Among the critics was Trump, whose administration had recently frozen federal funds for childcare in Minnesota.
Prosecutors have alleged that criminals have defrauded the state of approximately $9bn in misused social assistance funding and nearly $300m in misused COVID funding.
Attorney General Pam Bondi on Monday said the Justice Department has charged 98 individuals in Minnesota as part of its wide-ranging fraud investigation, adding that 85 of those charged were of “Somali descent”.
However, many of those charges pre-date Trump’s second term.
Minnesota Governor Tim Walz has also shot back that local and federal authorities have spent years combatting fraud in the state, which he called a “serious issue”.
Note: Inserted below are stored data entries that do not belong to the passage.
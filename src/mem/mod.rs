//! The memory subsystem.
//!
//! Two allocator implementations behind one trait: a flat contiguous
//! first-fit allocator and a fixed-frame paging allocator. Both admit and
//! release whole processes and share the eviction discipline: when an
//! incoming process does not fit, the oldest resident that is not running
//! is persisted to the backing store and released, repeating until the
//! request fits or nothing evictable remains.

mod flat;
mod paging;

pub use flat::FlatAllocator;
pub use paging::PagingAllocator;

use std::collections::{HashMap, VecDeque};
use std::fmt;
use std::sync::Arc;

use tracing::{info, warn};

use crate::backing_store::BackingStore;
use crate::config::SimConfig;
use crate::process::{Process, Residency};
use crate::types::Pid;

/// Admission failure.
#[derive(Debug, Clone, Copy, PartialEq, Eq)]
pub enum AdmitError {
    /// The process does not fit and no evictable resident remains. The
    /// scheduler re-enqueues and retries later; never fatal.
    NoSpace,
}

impl fmt::Display for AdmitError {
    fn fmt(&self, f: &mut fmt::Formatter<'_>) -> fmt::Result {
        match self {
            AdmitError::NoSpace => write!(f, "no space in main memory"),
        }
    }
}

impl std::error::Error for AdmitError {}

/// Point-in-time allocator counters.
#[derive(Debug, Clone, Copy, Default, PartialEq, Eq)]
pub struct MemoryStats {
    /// Total managed bytes.
    pub max_bytes: usize,
    /// Bytes currently accounted to resident processes.
    pub used_bytes: usize,
    /// Frames paged in since start (paging only).
    pub page_in: u64,
    /// Frames paged out since start (paging only).
    pub page_out: u64,
    /// External fragmentation measure, in bytes.
    pub external_frag_bytes: usize,
    /// Number of resident processes.
    pub resident_count: usize,
}

/// Admission interface shared by both allocators.
pub trait MemoryAllocator: Send + Sync {
    /// Bring `process` into main memory, evicting old residents if needed.
    /// On success the process's residency is updated and the new residency
    /// returned.
    fn admit(&self, process: &Arc<Process>) -> Result<Residency, AdmitError>;

    /// Release the process's memory. A no-op if the process is not
    /// resident. Residency is reset to `NotResident`.
    fn release(&self, process: &Process);

    /// Human-readable rendering of the current memory map.
    fn snapshot(&self) -> String;

    fn stats(&self) -> MemoryStats;
}

/// Construct the allocator selected by the configuration: flat when the
/// whole memory is a single frame, paging otherwise.
pub fn build_allocator(
    config: &SimConfig,
    store: Arc<BackingStore>,
) -> Arc<dyn MemoryAllocator> {
    if config.max_overall_mem == config.mem_per_frame {
        info!(bytes = config.max_overall_mem, "using flat memory allocator");
        Arc::new(FlatAllocator::new(config.max_overall_mem, store))
    } else {
        info!(
            frames = config.num_frames(),
            frame_bytes = config.mem_per_frame,
            "using paging memory allocator"
        );
        Arc::new(PagingAllocator::new(
            config.max_overall_mem,
            config.mem_per_frame,
            store,
        ))
    }
}

/// Pick the eviction victim: the oldest resident (FIFO head first) that is
/// neither running nor being dispatched. Returns `None` when nothing can be
/// evicted.
pub(crate) fn pick_evictable(
    fifo: &VecDeque<Pid>,
    residents: &HashMap<Pid, Arc<Process>>,
) -> Option<Pid> {
    fifo.iter()
        .copied()
        .find(|pid| {
            residents
                .get(pid)
                .is_some_and(|p| !p.is_running() && !p.is_dispatching())
        })
}

/// Persist an evictee's descriptor to the backing store. A write failure is
/// a warning, never fatal: the in-memory release still proceeds.
pub(crate) fn persist_evictee(store: &BackingStore, process: &Process) {
    if let Err(err) = store.persist(&process.descriptor()) {
        warn!(
            pid = process.pid().0,
            name = process.name(),
            error = %err,
            "failed to persist evicted process; releasing anyway"
        );
    }
}

#[cfg(test)]
mod tests {
    use super::*;
    use crate::process::ProcessState;
    use crate::types::Pid;

    fn resident_set(specs: &[(u32, ProcessState)]) -> (VecDeque<Pid>, HashMap<Pid, Arc<Process>>) {
        let mut fifo = VecDeque::new();
        let mut residents = HashMap::new();
        for &(pid, state) in specs {
            let process = Arc::new(Process::new(Pid(pid), format!("p{pid}"), "t", 1, 64, 64));
            process.set_state(state);
            fifo.push_back(Pid(pid));
            residents.insert(Pid(pid), process);
        }
        (fifo, residents)
    }

    #[test]
    fn test_pick_evictable_prefers_fifo_head() {
        let (fifo, residents) =
            resident_set(&[(1, ProcessState::Ready), (2, ProcessState::Ready)]);
        assert_eq!(pick_evictable(&fifo, &residents), Some(Pid(1)));
    }

    #[test]
    fn test_pick_evictable_skips_running() {
        let (fifo, residents) =
            resident_set(&[(1, ProcessState::Running), (2, ProcessState::Ready)]);
        assert_eq!(pick_evictable(&fifo, &residents), Some(Pid(2)));
    }

    #[test]
    fn test_pick_evictable_none_when_all_running() {
        let (fifo, residents) =
            resident_set(&[(1, ProcessState::Running), (2, ProcessState::Running)]);
        assert_eq!(pick_evictable(&fifo, &residents), None);
    }

    #[test]
    fn test_pick_evictable_skips_dispatching() {
        let (fifo, residents) = resident_set(&[(1, ProcessState::Ready)]);
        residents[&Pid(1)].set_dispatching(true);
        assert_eq!(pick_evictable(&fifo, &residents), None);
    }
}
In a post on the social media platform X on Wednesday, Walz said Trump is “using an issue he doesn’t give a damn about as an excuse to hurt working Minnesotans”.
A 43-minute video, posted to YouTube the day after Christmas by a 23-year-old conservative content creator, claimed with little evidence Somali-run child care centers in Minnesota were fraudulently taking funding meant to provide child care for low-income families. The video, boosted by Vice President JD Vance and tech billionaire Elon Musk, quickly racked up millions of views.
The impact was swift: DHS and the FBI ramped up their presence in the state, and federal funding for child care in the entire state was frozen.
The governor had faced calls to resign from Republican lawmakers in the state, amid mounting criticism over the recent allegations of fraud and a lack of any on-camera response from Walz since the video was released.